November-December 2015


 



 

December 30, 2015

6th Continuation of: "Diving and Dabbling Ducks",

with today's post featuring the Diving Duck Species, Bufflehead Ducks

 

Here we see 14 Bufflehead Ducks, with 2 stray Goldeneyes, on the Jordan River at approx. 2300 South, Salt Lake County.

 

 

 

A closer view of 6 males and 2 females...

 

 

 

Even closer...3 males/2 females

 

 

Male Bufflehead Duck

 

 

 

Female Bufflehead Duck

 

 

 

Pair...

 

 

 

Another pair...

 

 

Trio...

 

 

Male, airborne!

 

 

 

 

 

 

 

Female Bufflehead, airborne (running on water!)

 

again...

 

 

2 males...

 

 

 

Into the wild blue yonder!

 

 

 

 

 

 

 

 

 

 

December 27, 2015

5th Continuation of: "Diving and Dabbling Ducks",

with today's post featuring the Diving Duck Species,

Barrows Goldeneye, a somewhat rare bird for Utah!

 

I've circled an example of a single adult Barrow's Goldeneye, flying amongst some Common Goldeneyes.

 

 

A lone Redhead duck, amongst a string of Barrow's Goldeneyes, as seen along the Jordan River at about 2300 South, each year at this time.

 

 

This image features a group of Barrows Goldeneyes, with 4 adult males, 2 females, and one 1st Year Male Barrows Goldeneye (left-center)

 

 

Here we see 2 adult males in company with a

1st Year Male Barrows Goldeneye.

 

 

A nice example of Barrows Goldeneye adult pair...

 

 

 

Another example...

 

 

and a 3rd example of pairs.

 

 

I enjoy photographing them in flight!

 

 

 

 

 

 

Here is a female Barrows Goldeneye in flight...

 

 

A group in flight... 3 adult males and a single

1st Spring Male Goldeneye

 

 

Occasionally, I see this image, when the male points his bill directly towards me, providing an unusual symmetric view!

 

 

 

Finally, here are Barrows Goldeneyes in company with a male Bufflehead Duck, (which I'll feature in my next post!)

 

 

 

December 24, 2015

4th Continuation of: "Diving and Dabbling Ducks",

with today's post featuring the Diving Duck Species,

Ring-necked Ducks, as seen here, male and female.

 

 

They are seen here in Winter...

 

 

A close-up of this male begins to show the feature (chestnut colored ring around the neck) for which they're named.

 

 

 

However, it is most always hidden...

 

 

unless the bird stretches its neck out, as seen here!

 

 

It's not uncommon to see both Ring-necked and Redhead ducks mingling.
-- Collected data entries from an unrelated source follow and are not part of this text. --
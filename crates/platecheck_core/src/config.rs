//! Process configuration for core consumers.
//!
//! # Responsibility
//! - Read database, logging and well-known list settings from environment.
//! - Validate values once, before any connection or logger is opened.
//!
//! # Invariants
//! - Blank variables count as unset and fall back to defaults.
//! - A configured list name is never blank, and allow/deny names differ.

use crate::logging::{default_log_level, normalize_level, normalize_log_dir};
use crate::model::list::ListNames;
use std::error::Error;
use std::fmt::{Display, Formatter};
use std::path::PathBuf;

pub const ENV_DB_PATH: &str = "PLATECHECK_DB_PATH";
pub const ENV_LOG_LEVEL: &str = "PLATECHECK_LOG_LEVEL";
pub const ENV_LOG_DIR: &str = "PLATECHECK_LOG_DIR";
pub const ENV_ALLOW_LIST: &str = "PLATECHECK_ALLOW_LIST";
pub const ENV_DENY_LIST: &str = "PLATECHECK_DENY_LIST";

const DEFAULT_DB_FILE_NAME: &str = "platecheck.sqlite3";

/// Configuration errors, one per rejected variable.
#[derive(Debug, Clone, PartialEq, Eq)]
pub enum ConfigError {
    InvalidValue { key: &'static str, reason: String },
}

impl Display for ConfigError {
    fn fmt(&self, f: &mut Formatter<'_>) -> std::fmt::Result {
        match self {
            Self::InvalidValue { key, reason } => write!(f, "invalid {key}: {reason}"),
        }
    }
}

impl Error for ConfigError {}

/// Validated runtime settings.
#[derive(Debug, Clone, PartialEq, Eq)]
pub struct CoreConfig {
    pub db_path: PathBuf,
    /// Normalized `trace|debug|info|warn|error`.
    pub log_level: &'static str,
    /// Absolute log directory; `None` logs to stderr.
    pub log_dir: Option<PathBuf>,
    pub list_names: ListNames,
}

impl Default for CoreConfig {
    fn default() -> Self {
        Self {
            db_path: PathBuf::from(DEFAULT_DB_FILE_NAME),
            log_level: default_log_level(),
            log_dir: None,
            list_names: ListNames::default(),
        }
    }
}

impl CoreConfig {
    /// Loads configuration from process environment.
    pub fn from_env() -> Result<Self, ConfigError> {
        Self::from_lookup(|key| std::env::var(key).ok())
    }

    /// Loads configuration from an arbitrary key lookup.
    pub fn from_lookup(lookup: impl Fn(&str) -> Option<String>) -> Result<Self, ConfigError> {
        let read = |key: &str| {
            lookup(key)
                .map(|value| value.trim().to_string())
                .filter(|value| !value.is_empty())
        };
        let mut config = Self::default();

        if let Some(path) = read(ENV_DB_PATH) {
            config.db_path = PathBuf::from(path);
        }
        if let Some(level) = read(ENV_LOG_LEVEL) {
            config.log_level = normalize_level(&level).map_err(|reason| {
                ConfigError::InvalidValue {
                    key: ENV_LOG_LEVEL,
                    reason,
                }
            })?;
        }
        if let Some(dir) = read(ENV_LOG_DIR) {
            config.log_dir = Some(normalize_log_dir(&dir).map_err(|reason| {
                ConfigError::InvalidValue {
                    key: ENV_LOG_DIR,
                    reason,
                }
            })?);
        }
        if let Some(name) = read(ENV_ALLOW_LIST) {
            config.list_names.allow = name;
        }
        if let Some(name) = read(ENV_DENY_LIST) {
            config.list_names.deny = name;
        }

        if config.list_names.allow == config.list_names.deny {
            return Err(ConfigError::InvalidValue {
                key: ENV_DENY_LIST,
                reason: format!(
                    "deny list name `{}` must differ from allow list name",
                    config.list_names.deny
                ),
            });
        }

        Ok(config)
    }

    /// Log directory as UTF-8 text for `init_logging`.
    pub fn log_dir_str(&self) -> Option<&str> {
        self.log_dir.as_deref().and_then(|dir| dir.to_str())
    }
}
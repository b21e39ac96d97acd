//! Connection bootstrap utilities for SQLite.
//!
//! # Responsibility
//! - Open file or in-memory SQLite connections.
//! - Configure connection pragmas required by core behavior.
//! - Trigger schema migrations before returning a usable connection.
//!
//! # Invariants
//! - Returned connections have `foreign_keys=ON`.
//! - Returned connections wait on a locked database for at most
//!   `BUSY_TIMEOUT` instead of failing immediately.
//! - Returned connections have migrations fully applied.

use super::migrations::apply_migrations;
use super::DbResult;
use log::{error, info};
use rusqlite::Connection;
use std::path::Path;
use std::time::{Duration, Instant};

/// Upper bound for one connection to wait on another writer's lock.
pub const BUSY_TIMEOUT: Duration = Duration::from_secs(5);

/// Opens a SQLite database file and applies all pending migrations.
///
/// Every concurrent caller should open its own connection; stores borrow it
/// for the duration of one operation.
///
/// # Side effects
/// - Creates the file when missing.
/// - Emits `db_open` logging events with duration and status.
pub fn open_db(path: impl AsRef<Path>) -> DbResult<Connection> {
    open_with("file", || Connection::open(path))
}

/// Opens an in-memory SQLite database and applies all pending migrations.
pub fn open_db_in_memory() -> DbResult<Connection> {
    open_with("memory", Connection::open_in_memory)
}

fn open_with(
    mode: &'static str,
    connect: impl FnOnce() -> rusqlite::Result<Connection>,
) -> DbResult<Connection> {
    let started_at = Instant::now();
    info!("event=db_open module=db status=start mode={mode}");

    let mut conn = match connect() {
        Ok(conn) => conn,
        Err(err) => {
            error!(
                "event=db_open module=db status=error mode={} duration_ms={} error_code=db_open_failed error={}",
                mode,
                started_at.elapsed().as_millis(),
                err
            );
            return Err(err.into());
        }
    };

    if let Err(err) = bootstrap_connection(&mut conn) {
        error!(
            "event=db_open module=db status=error mode={} duration_ms={} error_code=db_bootstrap_failed error={}",
            mode,
            started_at.elapsed().as_millis(),
            err
        );
        return Err(err);
    }

    info!(
        "event=db_open module=db status=ok mode={} duration_ms={}",
        mode,
        started_at.elapsed().as_millis()
    );
    Ok(conn)
}

fn bootstrap_connection(conn: &mut Connection) -> DbResult<()> {
    conn.execute_batch("PRAGMA foreign_keys = ON;")?;
    conn.busy_timeout(BUSY_TIMEOUT)?;
    apply_migrations(conn)?;
    Ok(())
}
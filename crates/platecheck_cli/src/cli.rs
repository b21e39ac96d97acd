use clap::{Parser, Subcommand, ValueEnum};
use platecheck_core::ListKind;
use std::path::PathBuf;

#[derive(Parser, Debug)]
#[command(name = "platecheck", version, about = "Plate allow/deny list checker")]
pub struct Cli {
    #[arg(
        long,
        global = true,
        help = "SQLite database path (overrides PLATECHECK_DB_PATH)"
    )]
    pub db: Option<PathBuf>,
    #[command(subcommand)]
    pub command: Commands,
}

#[derive(Subcommand, Debug)]
pub enum Commands {
    /// Check a plate against all lists, recording it as seen.
    Check { plate: String },
    /// Add a plate to the allow or deny list.
    Add {
        #[arg(value_enum)]
        list: ListArg,
        plate: String,
        #[arg(long)]
        note: Option<String>,
    },
    /// Remove a plate from the allow or deny list.
    Remove {
        #[arg(value_enum)]
        list: ListArg,
        plate: String,
    },
    /// Create the well-known allow and deny lists if missing.
    Provision,
    /// Report database readiness.
    Health,
}

#[derive(Debug, Clone, Copy, PartialEq, Eq, ValueEnum)]
pub enum ListArg {
    Allow,
    Deny,
}

impl From<ListArg> for ListKind {
    fn from(value: ListArg) -> Self {
        match value {
            ListArg::Allow => ListKind::Allow,
            ListArg::Deny => ListKind::Deny,
        }
    }
}
//! Document metadata carried into `meta.xml`.
//!
//! Mirrors the Dublin Core subset that OpenDocument stores in
//! `office:meta`.

use chrono::{DateTime, Utc};
use serde::{Deserialize, Serialize};

/// Unified document metadata structure.
#[derive(Debug, Clone, Default, PartialEq, Serialize, Deserialize)]
pub struct Metadata {
    /// Document title
    pub title: Option<String>,
    /// Document subject
    pub subject: Option<String>,
    /// Document author/creator
    pub author: Option<String>,
    /// Keywords associated with the document
    pub keywords: Option<String>,
    /// Document description/comments
    pub description: Option<String>,
    /// Creation date
    pub created: Option<DateTime<Utc>>,
    /// Last modification date
    pub modified: Option<DateTime<Utc>>,
}
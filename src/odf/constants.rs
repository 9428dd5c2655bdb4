//! ODF constants: MIME types, package part paths and media types.
//!
//! # References
//!
//! - OASIS OpenDocument v1.2, Part 3: Packages

use phf::{Map, phf_map};

/// ODF specification version written into the manifest and parts
pub const OFFICE_VERSION: &str = "1.2";

// ============================================================================
// MIME TYPES
// ============================================================================

/// MIME type for OpenDocument Text (.odt)
pub const ODF_TEXT: &str = "application/vnd.oasis.opendocument.text";

/// MIME type to file extension mapping for the text family (compile-time perfect hash map)
pub static ODF_MIMETYPES: Map<&'static str, &'static str> = phf_map! {
    "application/vnd.oasis.opendocument.text" => "odt",
    "application/vnd.oasis.opendocument.text-template" => "ott",
    "application/vnd.oasis.opendocument.text-master" => "odm",
    "application/vnd.oasis.opendocument.text-web" => "oth",
};

// ============================================================================
// STANDARD ODF PARTS PATHS
// ============================================================================

/// Path of the magic marker entry
pub const ODF_MIMETYPE: &str = "mimetype";

/// Path to content.xml (main document content)
pub const ODF_CONTENT: &str = "content.xml";

/// Path to meta.xml (document metadata)
pub const ODF_META: &str = "meta.xml";

/// Path to styles.xml (document styles)
pub const ODF_STYLES: &str = "styles.xml";

/// Path to manifest.xml (package manifest)
pub const ODF_MANIFEST: &str = "META-INF/manifest.xml";

/// Media type recorded for XML parts in the manifest
pub const XML_MEDIA_TYPE: &str = "text/xml";

// ============================================================================
// MEDIA TYPES
// ============================================================================

/// Lower-case file extension to media type (compile-time perfect hash map)
pub static MEDIA_TYPES: Map<&'static str, &'static str> = phf_map! {
    "png" => "image/png",
    "jpg" => "image/jpeg",
    "jpeg" => "image/jpeg",
    "gif" => "image/gif",
    "bmp" => "image/bmp",
    "tif" => "image/tiff",
    "tiff" => "image/tiff",
    "svg" => "image/svg+xml",
    "webp" => "image/webp",
    "emf" => "image/x-emf",
    "wmf" => "image/x-wmf",
    "xml" => "text/xml",
};

/// Media type used when the extension is unknown
pub const DEFAULT_MEDIA_TYPE: &str = "application/octet-stream";

// ============================================================================
// HELPER FUNCTIONS
// ============================================================================

/// Guess the manifest media type of an archive path from its extension.
///
/// # Examples
///
/// ```
/// use longan::odf::constants::media_type_for_path;
///
/// assert_eq!(media_type_for_path("Pictures/logo.PNG"), "image/png");
/// assert_eq!(media_type_for_path("Pictures/blob"), "application/octet-stream");
/// ```
pub fn media_type_for_path(path: &str) -> &'static str {
    let file_name = path.rsplit('/').next().unwrap_or(path);
    match file_name.rsplit_once('.') {
        Some((_, ext)) => MEDIA_TYPES
            .get(ext.to_ascii_lowercase().as_str())
            .copied()
            .unwrap_or(DEFAULT_MEDIA_TYPE),
        None => DEFAULT_MEDIA_TYPE,
    }
}

/// Check if a given MIME type belongs to the OpenDocument text family
#[inline]
pub fn is_text_mime_type(mime_type: &str) -> bool {
    ODF_MIMETYPES.contains_key(mime_type)
}

#[cfg(test)]
mod tests {
    use super::*;

    #[test]
    fn test_media_type_for_path() {
        assert_eq!(media_type_for_path("Pictures/a.jpeg"), "image/jpeg");
        assert_eq!(media_type_for_path("Pictures/a.JPG"), "image/jpeg");
        assert_eq!(media_type_for_path("Pictures/v1.2/photo"), DEFAULT_MEDIA_TYPE);
        assert_eq!(media_type_for_path("content.xml"), XML_MEDIA_TYPE);
    }

    #[test]
    fn test_is_text_mime_type() {
        assert!(is_text_mime_type(ODF_TEXT));
        assert!(is_text_mime_type("application/vnd.oasis.opendocument.text-master"));
        assert!(!is_text_mime_type("application/vnd.oasis.opendocument.spreadsheet"));
        assert!(!is_text_mime_type("text/plain"));
    }

    #[test]
    fn test_standard_paths() {
        assert_eq!(ODF_MIMETYPE, "mimetype");
        assert_eq!(ODF_CONTENT, "content.xml");
        assert_eq!(ODF_META, "meta.xml");
        assert_eq!(ODF_STYLES, "styles.xml");
        assert_eq!(ODF_MANIFEST, "META-INF/manifest.xml");
    }
}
Here (on the right) we see a female Redhead enjoying the company of Ring-neck males and one female (left).

 

 

I enjoy seeing this species of Diving Ducks!

 

 

This Ring-necked Duck is about to become airborne!

 

 

 

 

 

 

 

 

 

 

 

 

3 airborne Ring-necked Ducks!

 

 

 

One final detailed image of a lone male...

 

 

 

 

 

 

 

 

 

 

December 17, 2015

3rd Continuation of: "Diving and Dabbling Ducks",

with today's post featuring the Diving Duck Species,

Redhead Ducks, as I promised.

 

Redhead Duck Males are often seen clustered together as below...

 

 

Female Redhead Ducks also hang out together...

 

It's sometimes difficult to photograph both males and females in the same frame as I've done here.

 

 

This particular day, both an American Coot and a female Canvasback decided to join the flotilla!

 

 

 

But, the strangest experience ever, was with a male Redhead Duck..!

One day, a lone male Redhead approached the shoreline, all the time watching me!

 

 

 

This wild duck stepped out of the water, continuing to look directly at me...!

 

 

He approached me, saying,

"Are you 'richbyoung', who used to create Models' "Photo-Portfolios" to help them get employment?

 

A bit startled, I said, "Yes".

He said he was interested in having me do a series of photos to help him!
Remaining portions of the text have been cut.